■ **TO DO**:
Lines containing the word "serde" are the ones to copy from the records below.

Stored entries
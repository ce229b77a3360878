//! Inbound job message shape

use serde::{Deserialize, Serialize};

/// One unit of work as delivered by the queue.
///
/// `payload` substitutes `all` segments during channel decoding and may be
/// empty when the channel uses none. `number`/`server_number` are opaque
/// sequencing values recorded onto the command attempt.
#[derive(Debug, Clone, Serialize, Deserialize)]
#[serde(rename_all = "camelCase")]
pub struct JobMessage {
    pub channel: String,
    #[serde(default)]
    pub payload: String,
    /// Rendered command string to execute
    pub command: String,
    pub number: i64,
    pub server_number: i64,
}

■ **ANSWER TO THE EXERCISE**:
use serde::{Deserialize, Serialize};
#[serde(rename_all = "camelCase")]
    #[serde(default)]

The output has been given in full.